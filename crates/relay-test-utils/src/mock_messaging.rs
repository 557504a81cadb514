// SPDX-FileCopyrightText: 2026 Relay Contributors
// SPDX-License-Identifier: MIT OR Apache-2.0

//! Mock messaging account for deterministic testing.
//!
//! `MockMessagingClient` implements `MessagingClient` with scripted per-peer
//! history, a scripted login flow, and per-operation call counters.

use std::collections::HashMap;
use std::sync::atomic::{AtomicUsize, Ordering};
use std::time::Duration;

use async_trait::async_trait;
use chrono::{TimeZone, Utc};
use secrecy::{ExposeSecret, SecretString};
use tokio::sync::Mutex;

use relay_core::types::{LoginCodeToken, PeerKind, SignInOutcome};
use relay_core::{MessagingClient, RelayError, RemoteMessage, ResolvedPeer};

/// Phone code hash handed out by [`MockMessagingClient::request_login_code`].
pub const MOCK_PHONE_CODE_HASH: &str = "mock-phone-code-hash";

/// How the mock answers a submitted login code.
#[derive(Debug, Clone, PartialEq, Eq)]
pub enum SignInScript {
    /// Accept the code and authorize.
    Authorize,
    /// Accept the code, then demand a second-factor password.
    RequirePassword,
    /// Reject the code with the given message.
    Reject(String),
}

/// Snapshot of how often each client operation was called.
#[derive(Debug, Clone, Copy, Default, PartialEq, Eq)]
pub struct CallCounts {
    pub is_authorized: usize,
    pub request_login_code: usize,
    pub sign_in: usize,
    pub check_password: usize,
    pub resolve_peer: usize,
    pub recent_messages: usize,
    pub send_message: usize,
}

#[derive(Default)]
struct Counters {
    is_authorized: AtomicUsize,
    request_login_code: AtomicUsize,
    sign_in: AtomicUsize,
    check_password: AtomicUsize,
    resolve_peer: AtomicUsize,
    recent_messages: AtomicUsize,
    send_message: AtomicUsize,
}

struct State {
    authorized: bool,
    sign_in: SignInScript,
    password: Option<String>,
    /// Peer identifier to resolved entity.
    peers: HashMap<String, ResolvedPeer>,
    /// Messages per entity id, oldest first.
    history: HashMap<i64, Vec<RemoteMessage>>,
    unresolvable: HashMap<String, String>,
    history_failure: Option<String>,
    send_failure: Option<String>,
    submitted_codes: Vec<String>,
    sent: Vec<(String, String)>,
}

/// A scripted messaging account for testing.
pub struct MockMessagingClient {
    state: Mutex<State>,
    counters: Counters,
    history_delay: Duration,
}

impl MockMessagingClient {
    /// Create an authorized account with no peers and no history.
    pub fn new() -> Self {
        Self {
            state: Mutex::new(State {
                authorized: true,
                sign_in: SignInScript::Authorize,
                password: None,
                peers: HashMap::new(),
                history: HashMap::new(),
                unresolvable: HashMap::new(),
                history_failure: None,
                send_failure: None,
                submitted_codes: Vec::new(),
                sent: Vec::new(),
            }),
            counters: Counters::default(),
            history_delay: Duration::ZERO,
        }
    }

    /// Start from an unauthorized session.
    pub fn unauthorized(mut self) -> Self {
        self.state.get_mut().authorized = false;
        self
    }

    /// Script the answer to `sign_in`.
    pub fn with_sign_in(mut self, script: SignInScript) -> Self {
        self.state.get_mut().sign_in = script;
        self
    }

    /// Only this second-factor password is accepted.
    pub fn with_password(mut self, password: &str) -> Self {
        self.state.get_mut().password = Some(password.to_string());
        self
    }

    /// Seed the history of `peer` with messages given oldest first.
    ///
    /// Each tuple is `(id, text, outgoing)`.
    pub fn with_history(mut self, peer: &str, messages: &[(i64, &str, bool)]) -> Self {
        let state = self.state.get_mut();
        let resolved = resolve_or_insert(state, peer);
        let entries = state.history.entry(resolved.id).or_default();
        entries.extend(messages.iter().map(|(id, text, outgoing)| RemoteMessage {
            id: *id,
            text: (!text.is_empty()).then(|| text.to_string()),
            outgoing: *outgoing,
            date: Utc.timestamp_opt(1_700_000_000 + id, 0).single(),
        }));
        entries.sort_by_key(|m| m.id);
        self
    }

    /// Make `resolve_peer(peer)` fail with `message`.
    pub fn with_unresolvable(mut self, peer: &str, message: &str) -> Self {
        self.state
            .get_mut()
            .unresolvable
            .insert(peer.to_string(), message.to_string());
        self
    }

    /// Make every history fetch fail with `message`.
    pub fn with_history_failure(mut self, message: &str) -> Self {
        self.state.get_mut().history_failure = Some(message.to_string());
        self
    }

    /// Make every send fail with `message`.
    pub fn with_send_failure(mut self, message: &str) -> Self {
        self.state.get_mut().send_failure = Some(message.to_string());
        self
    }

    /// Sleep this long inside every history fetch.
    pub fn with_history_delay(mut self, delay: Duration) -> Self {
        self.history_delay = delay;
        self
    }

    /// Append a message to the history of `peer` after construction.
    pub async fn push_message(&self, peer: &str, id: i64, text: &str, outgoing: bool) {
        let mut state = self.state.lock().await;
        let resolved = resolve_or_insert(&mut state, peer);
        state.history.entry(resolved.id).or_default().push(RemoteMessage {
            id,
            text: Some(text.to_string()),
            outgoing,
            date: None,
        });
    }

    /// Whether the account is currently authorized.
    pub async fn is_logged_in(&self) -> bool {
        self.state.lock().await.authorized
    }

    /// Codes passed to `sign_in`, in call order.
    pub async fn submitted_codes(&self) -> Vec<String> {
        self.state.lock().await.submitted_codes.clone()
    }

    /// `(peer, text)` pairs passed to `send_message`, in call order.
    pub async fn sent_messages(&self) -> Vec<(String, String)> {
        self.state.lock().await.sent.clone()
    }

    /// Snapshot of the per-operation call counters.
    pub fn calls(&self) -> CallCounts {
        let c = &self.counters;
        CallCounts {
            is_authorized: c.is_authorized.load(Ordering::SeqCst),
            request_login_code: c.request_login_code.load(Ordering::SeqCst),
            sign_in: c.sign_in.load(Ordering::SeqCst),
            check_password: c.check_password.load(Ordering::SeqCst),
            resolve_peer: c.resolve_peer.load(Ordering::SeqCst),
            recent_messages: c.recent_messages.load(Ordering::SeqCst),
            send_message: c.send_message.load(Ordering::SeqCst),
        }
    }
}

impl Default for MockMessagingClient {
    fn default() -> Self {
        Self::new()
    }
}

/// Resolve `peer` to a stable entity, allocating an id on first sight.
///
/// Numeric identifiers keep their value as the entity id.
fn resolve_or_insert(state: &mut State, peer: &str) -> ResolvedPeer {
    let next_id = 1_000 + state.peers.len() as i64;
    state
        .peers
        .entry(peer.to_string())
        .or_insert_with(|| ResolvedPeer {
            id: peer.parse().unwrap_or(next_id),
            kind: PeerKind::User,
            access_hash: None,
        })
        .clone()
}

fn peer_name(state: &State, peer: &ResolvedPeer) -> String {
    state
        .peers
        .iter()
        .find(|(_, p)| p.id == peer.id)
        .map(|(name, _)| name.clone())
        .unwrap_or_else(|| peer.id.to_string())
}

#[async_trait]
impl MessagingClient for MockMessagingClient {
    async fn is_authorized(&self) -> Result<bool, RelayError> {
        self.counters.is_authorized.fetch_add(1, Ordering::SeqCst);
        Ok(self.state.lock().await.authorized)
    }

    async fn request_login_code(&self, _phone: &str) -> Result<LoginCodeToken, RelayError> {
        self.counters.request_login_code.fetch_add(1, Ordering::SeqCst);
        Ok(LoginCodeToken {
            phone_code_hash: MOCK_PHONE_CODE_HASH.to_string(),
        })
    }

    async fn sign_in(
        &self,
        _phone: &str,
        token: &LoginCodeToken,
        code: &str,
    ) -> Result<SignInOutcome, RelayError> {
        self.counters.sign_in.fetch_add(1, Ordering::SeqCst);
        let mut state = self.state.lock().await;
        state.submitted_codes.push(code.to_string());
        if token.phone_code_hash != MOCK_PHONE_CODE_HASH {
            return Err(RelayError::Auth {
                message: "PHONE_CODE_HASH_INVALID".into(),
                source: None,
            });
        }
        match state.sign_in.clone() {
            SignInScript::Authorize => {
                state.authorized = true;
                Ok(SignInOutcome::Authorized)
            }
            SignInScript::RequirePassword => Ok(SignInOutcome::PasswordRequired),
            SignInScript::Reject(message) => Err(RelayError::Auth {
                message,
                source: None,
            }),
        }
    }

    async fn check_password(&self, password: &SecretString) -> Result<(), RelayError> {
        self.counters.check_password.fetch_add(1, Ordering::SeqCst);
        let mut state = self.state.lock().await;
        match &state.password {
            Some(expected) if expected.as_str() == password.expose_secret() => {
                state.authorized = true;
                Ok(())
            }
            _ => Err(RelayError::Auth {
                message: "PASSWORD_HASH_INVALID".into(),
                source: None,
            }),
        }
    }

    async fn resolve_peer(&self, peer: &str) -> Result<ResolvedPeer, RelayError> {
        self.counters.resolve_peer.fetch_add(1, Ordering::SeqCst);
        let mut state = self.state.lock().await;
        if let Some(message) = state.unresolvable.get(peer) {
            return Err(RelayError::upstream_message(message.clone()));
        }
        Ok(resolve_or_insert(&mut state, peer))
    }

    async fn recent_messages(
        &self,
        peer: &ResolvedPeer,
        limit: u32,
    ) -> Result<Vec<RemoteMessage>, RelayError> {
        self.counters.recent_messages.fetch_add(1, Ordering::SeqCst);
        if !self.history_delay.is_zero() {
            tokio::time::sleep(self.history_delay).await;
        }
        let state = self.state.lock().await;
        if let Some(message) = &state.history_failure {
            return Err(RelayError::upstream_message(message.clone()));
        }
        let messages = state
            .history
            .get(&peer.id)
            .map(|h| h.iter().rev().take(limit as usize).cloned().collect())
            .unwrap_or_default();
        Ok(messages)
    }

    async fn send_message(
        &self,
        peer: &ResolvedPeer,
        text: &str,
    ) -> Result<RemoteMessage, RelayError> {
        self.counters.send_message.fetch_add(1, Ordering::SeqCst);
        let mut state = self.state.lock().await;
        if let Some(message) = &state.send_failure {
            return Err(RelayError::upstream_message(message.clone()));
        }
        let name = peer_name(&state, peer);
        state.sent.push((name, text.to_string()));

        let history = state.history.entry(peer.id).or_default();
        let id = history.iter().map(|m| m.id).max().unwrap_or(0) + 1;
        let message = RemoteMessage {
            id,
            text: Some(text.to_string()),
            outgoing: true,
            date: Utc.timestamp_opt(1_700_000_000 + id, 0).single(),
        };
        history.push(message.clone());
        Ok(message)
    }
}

==*==

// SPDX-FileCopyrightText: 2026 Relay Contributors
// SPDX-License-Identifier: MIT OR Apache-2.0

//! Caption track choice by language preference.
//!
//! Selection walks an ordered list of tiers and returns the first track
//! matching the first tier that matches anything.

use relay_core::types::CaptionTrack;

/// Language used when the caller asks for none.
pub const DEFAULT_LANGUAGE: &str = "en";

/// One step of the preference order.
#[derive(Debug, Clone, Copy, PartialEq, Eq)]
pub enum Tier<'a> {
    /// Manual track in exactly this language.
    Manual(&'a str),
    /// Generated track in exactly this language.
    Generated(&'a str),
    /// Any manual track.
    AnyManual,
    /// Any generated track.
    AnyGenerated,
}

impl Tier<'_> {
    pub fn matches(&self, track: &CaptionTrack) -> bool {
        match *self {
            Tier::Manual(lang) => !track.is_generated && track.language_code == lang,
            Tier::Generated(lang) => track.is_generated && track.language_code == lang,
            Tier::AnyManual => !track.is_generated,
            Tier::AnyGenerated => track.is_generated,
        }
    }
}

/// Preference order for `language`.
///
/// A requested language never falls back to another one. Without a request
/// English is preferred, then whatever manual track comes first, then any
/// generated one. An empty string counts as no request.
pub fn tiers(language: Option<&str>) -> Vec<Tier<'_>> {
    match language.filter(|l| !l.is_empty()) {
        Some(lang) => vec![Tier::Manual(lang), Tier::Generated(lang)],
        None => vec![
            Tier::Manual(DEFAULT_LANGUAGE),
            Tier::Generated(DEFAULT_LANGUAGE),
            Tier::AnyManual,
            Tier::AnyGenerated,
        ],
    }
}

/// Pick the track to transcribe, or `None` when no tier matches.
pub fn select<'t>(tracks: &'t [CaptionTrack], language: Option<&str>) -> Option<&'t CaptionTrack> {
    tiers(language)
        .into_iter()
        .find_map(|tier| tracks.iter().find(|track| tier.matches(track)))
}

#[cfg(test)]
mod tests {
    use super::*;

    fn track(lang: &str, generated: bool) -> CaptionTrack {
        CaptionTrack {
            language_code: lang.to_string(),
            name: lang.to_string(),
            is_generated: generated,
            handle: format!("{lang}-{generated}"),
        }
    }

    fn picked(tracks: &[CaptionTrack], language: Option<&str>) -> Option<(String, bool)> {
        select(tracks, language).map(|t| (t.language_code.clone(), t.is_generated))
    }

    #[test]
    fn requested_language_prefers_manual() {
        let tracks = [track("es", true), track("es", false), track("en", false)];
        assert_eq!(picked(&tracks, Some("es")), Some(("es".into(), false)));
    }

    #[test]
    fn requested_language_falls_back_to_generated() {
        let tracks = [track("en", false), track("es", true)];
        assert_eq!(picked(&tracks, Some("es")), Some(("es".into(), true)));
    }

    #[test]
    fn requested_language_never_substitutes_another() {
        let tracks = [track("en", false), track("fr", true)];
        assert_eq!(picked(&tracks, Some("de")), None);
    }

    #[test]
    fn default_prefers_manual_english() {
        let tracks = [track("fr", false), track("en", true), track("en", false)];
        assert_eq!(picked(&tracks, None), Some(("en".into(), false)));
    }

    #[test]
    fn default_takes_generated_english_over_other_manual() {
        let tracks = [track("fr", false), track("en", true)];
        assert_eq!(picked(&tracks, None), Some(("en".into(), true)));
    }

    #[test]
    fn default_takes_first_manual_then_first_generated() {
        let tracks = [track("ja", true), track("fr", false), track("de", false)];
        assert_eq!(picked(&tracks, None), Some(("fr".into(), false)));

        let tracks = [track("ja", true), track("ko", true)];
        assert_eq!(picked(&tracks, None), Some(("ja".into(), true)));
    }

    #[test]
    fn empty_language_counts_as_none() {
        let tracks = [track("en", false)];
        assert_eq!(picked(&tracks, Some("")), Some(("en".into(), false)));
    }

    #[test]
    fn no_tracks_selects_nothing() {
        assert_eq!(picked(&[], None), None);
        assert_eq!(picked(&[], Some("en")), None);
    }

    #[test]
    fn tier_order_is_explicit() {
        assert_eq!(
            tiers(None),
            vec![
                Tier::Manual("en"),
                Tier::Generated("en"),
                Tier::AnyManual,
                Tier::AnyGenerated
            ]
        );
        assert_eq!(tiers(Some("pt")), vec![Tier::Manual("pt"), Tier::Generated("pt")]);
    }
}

==*==

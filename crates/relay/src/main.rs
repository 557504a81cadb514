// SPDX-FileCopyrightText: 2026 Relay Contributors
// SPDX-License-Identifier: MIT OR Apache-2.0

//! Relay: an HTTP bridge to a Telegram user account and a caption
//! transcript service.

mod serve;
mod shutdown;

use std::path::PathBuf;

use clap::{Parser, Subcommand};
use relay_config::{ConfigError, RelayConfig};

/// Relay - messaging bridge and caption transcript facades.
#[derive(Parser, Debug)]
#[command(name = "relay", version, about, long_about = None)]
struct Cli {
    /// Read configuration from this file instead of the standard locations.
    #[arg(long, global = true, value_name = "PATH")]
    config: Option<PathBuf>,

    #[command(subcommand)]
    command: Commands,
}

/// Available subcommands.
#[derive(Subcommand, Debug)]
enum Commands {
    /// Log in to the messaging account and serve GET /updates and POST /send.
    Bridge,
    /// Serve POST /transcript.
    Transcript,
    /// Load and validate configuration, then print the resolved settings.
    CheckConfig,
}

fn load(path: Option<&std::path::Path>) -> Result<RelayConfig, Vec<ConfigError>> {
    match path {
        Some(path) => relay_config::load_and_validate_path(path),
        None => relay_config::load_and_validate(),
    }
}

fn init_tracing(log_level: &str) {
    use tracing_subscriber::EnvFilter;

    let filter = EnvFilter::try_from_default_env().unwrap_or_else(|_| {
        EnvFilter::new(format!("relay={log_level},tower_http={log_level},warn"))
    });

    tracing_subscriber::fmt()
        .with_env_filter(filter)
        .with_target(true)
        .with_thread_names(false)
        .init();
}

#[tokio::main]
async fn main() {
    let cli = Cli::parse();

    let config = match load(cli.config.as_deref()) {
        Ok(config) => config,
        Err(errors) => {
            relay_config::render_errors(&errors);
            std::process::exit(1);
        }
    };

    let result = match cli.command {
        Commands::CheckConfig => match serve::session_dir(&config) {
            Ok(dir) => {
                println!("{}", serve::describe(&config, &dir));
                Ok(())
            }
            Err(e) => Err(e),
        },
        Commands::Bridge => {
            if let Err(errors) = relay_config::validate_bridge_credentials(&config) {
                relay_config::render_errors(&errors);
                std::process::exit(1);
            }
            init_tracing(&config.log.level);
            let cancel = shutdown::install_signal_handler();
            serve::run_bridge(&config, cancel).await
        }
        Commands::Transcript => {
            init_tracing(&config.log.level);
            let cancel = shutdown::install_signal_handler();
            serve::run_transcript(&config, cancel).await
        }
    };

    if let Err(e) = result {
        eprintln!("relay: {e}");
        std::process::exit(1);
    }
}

==*==

▶ What you will do
All lines in the data above from the one with "pub fn with_send_failure(mut" through the one with "let resolved = resolve_or_insert(&mut" must be repeated exactly, and no others.

▶ Solution for this task
    pub fn with_send_failure(mut self, message: &str) -> Self {
        self.state.get_mut().send_failure = Some(message.to_string());
        self
    }

    /// Sleep this long inside every history fetch.
    pub fn with_history_delay(mut self, delay: Duration) -> Self {
        self.history_delay = delay;
        self
    }

    /// Append a message to the history of `peer` after construction.
    pub async fn push_message(&self, peer: &str, id: i64, text: &str, outgoing: bool) {
        let mut state = self.state.lock().await;
        let resolved = resolve_or_insert(&mut state, peer);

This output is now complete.